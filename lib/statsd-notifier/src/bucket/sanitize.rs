/*
 * SPDX-License-Identifier: Apache-2.0
 * Copyright 2023-2025 ByteDance and/or its affiliates.
 */

//! Conversion of a hierarchical job path like `team/app/main` into a statsd
//! bucket name like `team.app.main`.
//!
//! The stages must run in order: dots from the input are removed before `/`
//! is turned into the bucket delimiter, and empty buckets are only collapsed
//! after that.

use super::{BucketPath, char_allowed_in_bucket};

/// Root bucket of every job path.
pub const BRANCH_PREFIX: &str = "pipeline.";

/// Same set as the `\s` regex class.
#[inline]
fn is_key_whitespace(c: char) -> bool {
    matches!(c, ' ' | '\t' | '\n' | '\x0B' | '\x0C' | '\r')
}

pub fn strip_dots(key: &str) -> String {
    key.replace('.', "")
}

/// Sanitize a key the same way a statsd collector does, except that `/` is
/// kept as a bucket delimiter.
///
/// Each whitespace run becomes a single `_`, `/` becomes `.`, and any other
/// char outside `[A-Za-z0-9_\-.]` is dropped.
pub fn statsd_sanitize(key: &str) -> String {
    let mut s = String::with_capacity(key.len());
    let mut in_whitespace = false;
    for c in key.chars() {
        if is_key_whitespace(c) {
            if !in_whitespace {
                s.push('_');
                in_whitespace = true;
            }
            continue;
        }
        in_whitespace = false;

        match c {
            '/' => s.push('.'),
            c if char_allowed_in_bucket(c) => s.push(c),
            _ => {}
        }
    }
    s
}

pub fn collapse_empty_buckets(key: &str) -> String {
    let mut s = String::with_capacity(key.len());
    for c in key.chars() {
        if c == '.' && s.ends_with('.') {
            continue;
        }
        s.push(c);
    }
    s
}

pub fn sanitize_all(key: &str) -> String {
    collapse_empty_buckets(&statsd_sanitize(&strip_dots(key)))
}

/// Get the bucket path of a job, rooted at [`BRANCH_PREFIX`].
///
/// A job path that is empty or made only of separators yields `pipeline.`.
pub fn branch_path(full_job_path: &str) -> BucketPath {
    let sanitized = sanitize_all(full_job_path);
    let mut path = String::with_capacity(BRANCH_PREFIX.len() + sanitized.len());
    path.push_str(BRANCH_PREFIX);
    path.push_str(&sanitized);
    // a leading delimiter in the job path must not add an empty bucket
    BucketPath::from_sanitized(collapse_empty_buckets(&path))
}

- **WORK ORDER**: The expected result is every line above containing the string "that".

- **OUTPUT**:
//! after that.
/// Sanitize a key the same way a statsd collector does, except that `/` is
/// A job path that is empty or made only of separators yields `pipeline.`.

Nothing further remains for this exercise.